You are viewing a plain text version of this content. The canonical link for it is here.
Posted to dev@samza.apache.org by "Bae, Jae Hyeon" <me...@gmail.com> on 2015/10/02 22:43:27 UTC

How to synchronize KeyValueStore and Kafka cleanup

Hi Samza devs and users

This is my first try with KeyValueStore and I am really excited!

I glanced through TaskStorageManager source code, it looks creates
consumers for stores and I am wondering that how kafka cleanup will be
propagated to KeyValueStore.

My KeyValueStore usage is a little bit different from usual cases because
 I have to cache all unique ids for the past six hours, which can be
configured for the retention usage. Unique ids won't be repeated such as
timestamp. In this case, log.cleanup.policy=compact will keep growing the
KeyValueStore size, right?

Can I use Samza KeyValueStore for the topics
with log.cleanup.policy=delete? If not, what's your recommended way for
state management of non-changelog Kafka topic? If it's possible, how does
Kafka cleanup remove outdated records in KeyValueStore?

Thank you
Best, Jae

Re: How to synchronize KeyValueStore and Kafka cleanup

Posted by "Bae, Jae Hyeon" <me...@gmail.com>.
Hi Chinmay

> Why wouldn't you want to use a changelog ?

Because log compaction won't work here because I want to cache unique ids
which will not be repeated like timestamp. But for restoration, I have to
use changelog. Also, my StreamTask should consume that topic to add new ids
unique ids to KV store and delete outdated ones.

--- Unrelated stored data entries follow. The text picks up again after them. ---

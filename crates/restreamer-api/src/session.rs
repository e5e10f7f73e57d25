// Bearer-token session management
//
// Login exchanges username/password for an access token, a refresh token
// and an absolute expiry. The manager decides before every call whether the
// token can be used as-is, must be refreshed, or requires a fresh login.

use std::time::{Duration, Instant};

use chrono::{DateTime, TimeDelta, Utc};
use reqwest::header::{AUTHORIZATION, HeaderMap, HeaderValue};
use reqwest::Method;
use secrecy::{ExposeSecret, SecretString};
use serde::Deserialize;
use serde_json::{Value, json};
use tracing::{debug, info, warn};

use crate::connection::{ClientConfig, Connection};
use crate::error::Error;
use crate::lenient;
use crate::transport::{Body, HttpTransport, TransportResponse};

const LOGIN_PATH: &str = "/api/login";
const REFRESH_PATH: &str = "/api/v3/refresh";

/// Failures after which the backoff stops growing.
const MAX_LOGIN_RETRIES: u32 = 3;

/// Lifetime assumed when the daemon does not send `expires_at`.
const DEFAULT_TOKEN_LIFETIME_SECS: i64 = 3600;

/// Where the session manager currently stands.
#[derive(Debug, Clone, Copy, PartialEq, Eq)]
pub enum SessionState {
    /// No token held. The next call logs in.
    Unauthenticated,
    /// A token is held and is outside the refresh margin.
    Authenticated,
    /// A token is held but is expired or about to expire.
    Expired,
    /// Explicit logout. Calls fail until `login`/`force_login`.
    LoggedOut,
}

struct Session {
    access_token: SecretString,
    refresh_token: Option<SecretString>,
    expires_at: DateTime<Utc>,
}

#[derive(Deserialize)]
struct TokenResponse {
    #[serde(default, deserialize_with = "lenient::opt_string")]
    access_token: Option<String>,
    #[serde(default, deserialize_with = "lenient::opt_string")]
    refresh_token: Option<String>,
    #[serde(default)]
    expires_at: Option<Value>,
}

impl TokenResponse {
    fn parse(resp: &TransportResponse, context: &str) -> Result<Self, Error> {
        serde_json::from_slice(&resp.body).map_err(|e| {
            let body = resp.text();
            Error::Deserialization {
                message: format!("invalid {context} response: {e}"),
                body,
            }
        })
    }

    /// Absolute expiry: integer Unix seconds, or one hour from now.
    fn expiry(&self) -> DateTime<Utc> {
        self.expires_at
            .as_ref()
            .and_then(Value::as_i64)
            .and_then(|secs| DateTime::from_timestamp(secs, 0))
            .unwrap_or_else(|| Utc::now() + TimeDelta::seconds(DEFAULT_TOKEN_LIFETIME_SECS))
    }
}

// ── Login backoff ────────────────────────────────────────────────────

/// Exponential backoff between failed logins.
///
/// Each failure doubles the window (up to [`MAX_LOGIN_RETRIES`] doublings).
/// While the window since the last failure is open, login attempts are
/// rejected locally. A successful login resets everything.
#[derive(Debug)]
struct LoginBackoff {
    initial: Duration,
    current: Duration,
    failures: u32,
    last_failure: Option<Instant>,
}

impl LoginBackoff {
    fn new(initial: Duration) -> Self {
        Self {
            initial,
            current: initial,
            failures: 0,
            last_failure: None,
        }
    }

    fn check(&self) -> Result<(), Error> {
        let Some(last) = self.last_failure else {
            return Ok(());
        };
        let elapsed = last.elapsed();
        if self.failures > 0 && elapsed < self.current {
            let remaining = self.current.saturating_sub(elapsed);
            return Err(Error::LoginThrottled {
                retry_after_secs: remaining.as_secs().max(1),
            });
        }
        Ok(())
    }

    fn record_failure(&mut self) {
        if self.initial.is_zero() {
            return;
        }
        self.failures += 1;
        self.last_failure = Some(Instant::now());
        if self.failures < MAX_LOGIN_RETRIES {
            self.current = self.current.saturating_mul(2);
            warn!(
                attempt = self.failures,
                max = MAX_LOGIN_RETRIES,
                backoff_ms = self.current.as_millis(),
                "login failed, backing off"
            );
        } else {
            warn!(attempts = self.failures, "login keeps failing");
        }
    }

    fn reset(&mut self) {
        self.current = self.initial;
        self.failures = 0;
        self.last_failure = None;
    }
}

// ── Session manager ──────────────────────────────────────────────────

/// Owns the token state of one client.
pub struct SessionManager {
    username: Option<String>,
    password: Option<SecretString>,
    session: Option<Session>,
    logged_out: bool,
    backoff: LoginBackoff,
    refresh_margin: TimeDelta,
}

impl SessionManager {
    pub fn new(connection: &Connection, config: &ClientConfig) -> Self {
        Self {
            username: connection.username.clone(),
            password: connection.password.clone(),
            session: None,
            logged_out: false,
            backoff: LoginBackoff::new(config.login_backoff),
            refresh_margin: TimeDelta::from_std(config.refresh_margin)
                .unwrap_or(TimeDelta::seconds(30)),
        }
    }

    pub fn state(&self) -> SessionState {
        if self.logged_out {
            return SessionState::LoggedOut;
        }
        match &self.session {
            None => SessionState::Unauthenticated,
            Some(s) if Utc::now() + self.refresh_margin >= s.expires_at => SessionState::Expired,
            Some(_) => SessionState::Authenticated,
        }
    }

    /// `true` iff a non-expired access token is held.
    pub fn is_authenticated(&self) -> bool {
        !self.logged_out
            && self
                .session
                .as_ref()
                .is_some_and(|s| Utc::now() < s.expires_at)
    }

    pub fn expires_at(&self) -> Option<DateTime<Utc>> {
        self.session.as_ref().map(|s| s.expires_at)
    }

    /// `Authorization` header value for the current access token.
    pub(crate) fn bearer(&self) -> Option<HeaderValue> {
        self.session
            .as_ref()
            .and_then(|s| bearer_header(&s.access_token))
    }

    /// Exchange credentials for a new session.
    ///
    /// `POST /api/login` with `{"username": ..., "password": ...}`. Any
    /// failure drops the previous session.
    pub async fn login(&mut self, transport: &HttpTransport) -> Result<(), Error> {
        let result = self.request_login(transport).await;
        if result.is_err() {
            self.session = None;
        }
        result
    }

    async fn request_login(&mut self, transport: &HttpTransport) -> Result<(), Error> {
        let (Some(username), Some(password)) = (self.username.as_deref(), self.password.as_ref())
        else {
            return Err(Error::Authentication {
                message: "Username and password required for login".into(),
            });
        };
        if username.is_empty() {
            return Err(Error::Authentication {
                message: "Username and password required for login".into(),
            });
        }

        self.backoff.check()?;

        debug!(username, "logging in");
        let body = Body::json(&json!({
            "username": username,
            "password": password.expose_secret(),
        }))?;

        let resp = match transport
            .send(Method::POST, LOGIN_PATH, HeaderMap::new(), Some(body))
            .await
        {
            Ok(resp) => resp,
            Err(e) => {
                self.backoff.record_failure();
                return Err(e);
            }
        };

        if !resp.status.is_success() {
            self.backoff.record_failure();
            return Err(Error::Authentication {
                message: format!("login failed (HTTP {}): {}", resp.status, resp.text()),
            });
        }

        let tokens = TokenResponse::parse(&resp, "login")?;
        let expires_at = tokens.expiry();
        let access_token = tokens
            .access_token
            .filter(|t| !t.is_empty())
            .ok_or_else(|| {
                Error::UnexpectedResponse("no access token in login response".into())
            })?;

        // A login without a refresh token keeps none; refresh then falls
        // back to login.
        self.session = Some(Session {
            access_token: SecretString::from(access_token),
            refresh_token: tokens.refresh_token.map(SecretString::from),
            expires_at,
        });
        self.logged_out = false;
        self.backoff.reset();

        info!(%expires_at, "logged in to Restreamer");
        Ok(())
    }

    /// Obtain a new access token with the refresh token.
    ///
    /// `POST /api/v3/refresh` with `Authorization: Bearer <refresh token>`.
    /// On failure the session is dropped.
    pub async fn refresh(&mut self, transport: &HttpTransport) -> Result<(), Error> {
        if self.logged_out {
            return Err(Error::LoggedOut);
        }
        let Some(header) = self
            .session
            .as_ref()
            .and_then(|s| s.refresh_token.as_ref())
            .and_then(bearer_header)
        else {
            self.session = None;
            return Err(Error::RefreshFailed {
                message: "No refresh token available".into(),
            });
        };

        match self.request_refresh(transport, header).await {
            Ok(()) => Ok(()),
            Err(e) => {
                self.session = None;
                Err(e)
            }
        }
    }

    async fn request_refresh(
        &mut self,
        transport: &HttpTransport,
        header: HeaderValue,
    ) -> Result<(), Error> {
        debug!("refreshing access token");
        let mut headers = HeaderMap::new();
        headers.insert(AUTHORIZATION, header);

        let resp = transport
            .send(Method::POST, REFRESH_PATH, headers, Some(Body::empty()))
            .await?;

        if !resp.status.is_success() {
            return Err(Error::RefreshFailed {
                message: format!("HTTP {}: {}", resp.status, resp.text()),
            });
        }

        let tokens = TokenResponse::parse(&resp, "refresh")?;
        let expires_at = tokens.expiry();
        let access_token = tokens
            .access_token
            .filter(|t| !t.is_empty())
            .ok_or_else(|| Error::RefreshFailed {
                message: "no access token in refresh response".into(),
            })?;

        if let Some(session) = self.session.as_mut() {
            session.access_token = SecretString::from(access_token);
            if let Some(refresh) = tokens.refresh_token {
                session.refresh_token = Some(SecretString::from(refresh));
            }
            session.expires_at = expires_at;
        }

        info!(%expires_at, "access token refreshed");
        Ok(())
    }

    /// Drop any held token and log in again.
    pub async fn force_login(&mut self, transport: &HttpTransport) -> Result<(), Error> {
        self.session = None;
        self.logged_out = false;
        self.login(transport).await
    }

    /// Forget the session locally.
    ///
    /// The daemon has no token invalidation endpoint; the access token
    /// simply runs out at its expiry.
    pub fn logout(&mut self) {
        if self.session.take().is_some() {
            info!("logged out");
        }
        self.logged_out = true;
    }

    /// Make sure a usable token is held before an API call.
    ///
    /// One pass, no loop: login when unauthenticated, refresh (falling back
    /// to login) when expired or within the refresh margin.
    pub async fn ensure_valid(&mut self, transport: &HttpTransport) -> Result<(), Error> {
        match self.state() {
            SessionState::Authenticated => Ok(()),
            SessionState::LoggedOut => Err(Error::LoggedOut),
            SessionState::Unauthenticated => self.login(transport).await,
            SessionState::Expired => self.reauthenticate(transport).await,
        }
    }

    /// Refresh, or log in if the refresh fails.
    pub(crate) async fn reauthenticate(&mut self, transport: &HttpTransport) -> Result<(), Error> {
        match self.refresh(transport).await {
            Ok(()) => Ok(()),
            Err(Error::LoggedOut) => Err(Error::LoggedOut),
            Err(e) => {
                debug!(error = %e, "refresh failed, logging in");
                self.login(transport).await
            }
        }
    }
}

fn bearer_header(token: &SecretString) -> Option<HeaderValue> {
    let mut value = HeaderValue::from_str(&format!("Bearer {}", token.expose_secret())).ok()?;
    value.set_sensitive(true);
    Some(value)
}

My concern is, if my StreamTask consume the topic and call put() method as
the following:

if
(envelope.getSystemStreamPartition().getStream().equals("changelog_topic"))
{
            store.put((String) envelope.getKey(), (String)
envelope.getMessage());
} else {
...
}

store will send messages to Kafka for the changelog but it will make just a
duplicate.

So, should I create another topic which is different from the source for
the change log? For example, if unique ids is coming from topicA, do I need
to create something like changelog_topicA?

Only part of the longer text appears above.